The refs in the bundle will be stored under the hidden refs/bundle/* namespace.

This option is incompatible with --depth, --shallow-since, and --shallow-exclude


Git 2.39 (Q4 2022) defines the logical elements of a "bundle list", data structure to store them in-core, format to transfer them, and code to parse them.

See commit 8628a84, commit 70334fc, commit 89bd7fe, commit c23f592, commit c96060b, commit 20c1e2a, commit 738e524, commit bff03c4, commit 0634f71, commit 23b6d00 (12 Oct 2022) by Derrick Stolee (derrickstolee).
See commit d796ced, commit 9424e37 (12 Oct 2022) by Ævar Arnfjörð Bjarmason (avar).
See commit f677f62 (24 Aug 2022) by Junio C Hamano (gitster).
(Merged by Taylor Blau -- ttaylorr -- in commit d32dd8a, 30 Oct 2022)
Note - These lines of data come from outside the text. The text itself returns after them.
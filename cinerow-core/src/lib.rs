//! Browsing core of the Cinerow catalog client.
//!
//! - [`slider`]: per-row viewport windowing, looping and paging.
//! - [`preview`]: hover and click driven preview modals with a single-open
//!   store.
//! - [`catalog`]: the page-level view composing rows, cards and modals.
//! - [`timeline`]: clocks and cancellable timers shared by all of the above.
//!
//! The crate does no I/O. Time is read from a [`TimeProvider`] and every
//! deferred action sits on a [`Timeline`], so a host drives the core by
//! feeding messages and calling `tick` when the next deadline passes.

pub mod catalog;
pub mod error;
pub mod preview;
pub mod slider;
pub mod timeline;

pub use catalog::{CatalogEffect, CatalogMessage, CatalogView};
pub use error::{CoreError, Result, SliderFault};
pub use preview::{
    ClickOutcome, CloseOptions, ListenerId, ListenerRegistry, ModalState,
    PreviewCoordinator, PreviewEvent, PreviewModalEntry, PreviewModalPatch,
    PreviewModalStore, ResizeListenerHost, TitleCard,
};
pub use slider::{
    Direction, Pagination, PositionedItem, SliderState, Transition, TransitionId,
    ViewportPosition, ViewportWindow,
};
pub use timeline::{SystemClock, TimeProvider, Timeline, TimerHandle, VirtualClock};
bundle-uri: fetch a list of bundles

Signed-off-by: Derrick Stolee

When the content at a given bundle URI is not understood as a bundle (based on inspecting the initial content), then Git currently gives up and ignores that content.
Independent bundle providers may want to split up the bundle content into multiple bundles, but still make them available from a single URI.
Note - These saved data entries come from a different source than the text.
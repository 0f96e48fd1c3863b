//! Catalog view: composes slider rows and the preview coordinator behind a
//! message-in, effects-out interface.

pub mod focus;
pub mod messages;
pub mod view;

pub use focus::{CatalogFocus, FocusSource};
pub use messages::{CatalogEffect, CatalogMessage};
pub use view::CatalogView;
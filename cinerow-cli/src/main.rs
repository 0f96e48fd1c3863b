use std::path::PathBuf;

use anyhow::Context;
use clap::{Args as ClapArgs, Parser, Subcommand, ValueEnum};
use cinerow_cli::output::render_text;
use cinerow_cli::{CatalogFile, ReplayOptions, Script, replay, replay_realtime};
use cinerow_config::ConfigLoad;
use cinerow_core::slider::Easing;
use tracing_subscriber::{layer::SubscriberExt, util::SubscriberInitExt};

/// CLI entry point
#[derive(Parser, Debug)]
#[command(name = "cinerow")]
#[command(about = "Drive the Cinerow catalog core from scripted sessions")]
struct Cli {
    /// Configuration file (TOML or JSON). Defaults to $CINEROW_CONFIG_PATH,
    /// $CINEROW_CONFIG_JSON, then cinerow.toml in the working directory.
    #[arg(long, global = true)]
    config: Option<PathBuf>,

    #[command(subcommand)]
    command: Command,
}

#[derive(Subcommand, Debug)]
enum Command {
    /// Replay a session script and print the emitted effects
    Replay(ReplayArgs),
    /// Print the effective configuration
    Config {
        #[arg(long, value_enum, default_value_t = ConfigFormat::Toml)]
        format: ConfigFormat,
    },
}

#[derive(ClapArgs, Debug, Clone)]
struct ReplayArgs {
    /// Catalog file listing rows and their titles
    #[arg(long)]
    catalog: PathBuf,

    /// Session script of timed input messages
    #[arg(long)]
    script: PathBuf,

    /// Viewport width in pixels, used to pick items per row
    #[arg(long, default_value_t = 1920.0)]
    width: f32,

    /// Sleep on the wall clock instead of jumping a virtual clock
    #[arg(long)]
    realtime: bool,

    /// Never report slide completion, so every move stalls
    #[arg(long)]
    no_auto_complete: bool,

    #[arg(long, value_enum, default_value_t = ReportFormat::Text)]
    format: ReportFormat,
}

#[derive(ValueEnum, Debug, Clone, Copy, PartialEq, Eq)]
enum ReportFormat {
    Text,
    Json,
}

#[derive(ValueEnum, Debug, Clone, Copy, PartialEq, Eq)]
enum ConfigFormat {
    Toml,
    Json,
}

#[tokio::main]
async fn main() -> anyhow::Result<()> {
    let cli = Cli::parse();

    tracing_subscriber::registry()
        .with(
            tracing_subscriber::EnvFilter::try_from_default_env()
                .unwrap_or_else(|_| "warn,cinerow_cli=info".into()),
        )
        .with(tracing_subscriber::fmt::layer().with_writer(std::io::stderr))
        .init();

    let loaded = match cli.config.as_deref() {
        Some(path) => ConfigLoad::from_path(path)?,
        None => ConfigLoad::from_env()?,
    };
    tracing::info!(source = %loaded.source, "configuration ready");

    match cli.command {
        Command::Config { format } => {
            match format {
                ConfigFormat::Toml => {
                    let rendered = toml::to_string_pretty(&loaded.config)
                        .context("render configuration as TOML")?;
                    println!("# source: {}", loaded.source);
                    println!("{rendered}");
                }
                // Stdout stays parseable; the source goes to stderr.
                ConfigFormat::Json => {
                    let rendered = serde_json::to_string_pretty(&loaded.config)
                        .context("render configuration as JSON")?;
                    eprintln!("source: {}", loaded.source);
                    println!("{rendered}");
                }
            }
        }
        Command::Replay(args) => {
            let catalog = CatalogFile::load(&args.catalog)?;
            let script = Script::load(&args.script)?;
            let options = ReplayOptions {
                viewport_width: args.width,
                auto_complete: !args.no_auto_complete,
                easing: Easing::default(),
            };
            let report = if args.realtime {
                replay_realtime(loaded.config, &catalog, &script, options).await?
            } else {
                replay(loaded.config, &catalog, &script, options)?
            };
            match args.format {
                ReportFormat::Text => print!("{}", render_text(&report)),
                ReportFormat::Json => println!(
                    "{}",
                    serde_json::to_string_pretty(&report)
                        .context("serialize replay report")?
                ),
            }
        }
    }
    Ok(())
}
Teach Git to attempt parsing the bundle URI content as a Git config file providing the key=value pairs for a bundle list.
Git then looks at the mode of the list to see if ANY single bundle is sufficient or if ALL bundles are required.
The content at the selected URIs are downloaded and the content is inspected again, creating a recursive process.

To guard the recursion against malformed or malicious content, limit the recursion depth to a reasonable four for now.
This can be converted to a configured value in the future if necessary.
The value of four is twice as high as expected to be useful (a bundle list is unlikely to point to more bundle lists).

To test this scenario, create an interesting bundle topology where three incremental bundles are built on top of a single full bundle.
By using a merge commit, the two middle bundles are "independent" in that they do not require each other in order to unbundle themselves.
They each only need the base bundle.
The bundle containing the merge commit requires both of the middle bundles, though.
This leads to some interesting decisions when unbundling, especially when we later implement heuristics that promote downloading bundles until the prerequisite commits are satisfied.


Git 2.40 (Q1 2023) continues bundle URIs implementation (part 4).

See commit 876094a, commit 12b0a14, commit ebc3947, commit 9ea5796, commit 738dc7d, commit 1b759e0 (22 Dec 2022) by Derrick Stolee (derrickstolee).
See commit 70b9c10, commit 7cce907, commit 0cfde74, commit 8f788eb, commit 8b8d9a2 (22 Dec 2022) by Ævar Arnfjörð Bjarmason (avar).
(Merged by Junio C Hamano -- gitster -- in commit 0903d8b, 02 Jan 2023)

bundle-uri client: add boolean transfer.bundleURI setting

Co-authored-by: Derrick Stolee
Signed-off-by: Ævar Arnfjörð Bjarmason
Signed-off-by: Derrick Stolee

The yet-to-be introduced client support for bundle-uri will always fall back on a full clone, but we'd still like to be able to ignore a server's bundle-uri advertisement entirely.

The new transfer.bundleURI config option defaults to 'false', but a user can set it to 'true' to enable checking for bundle URIs from the origin Git server using protocol v2.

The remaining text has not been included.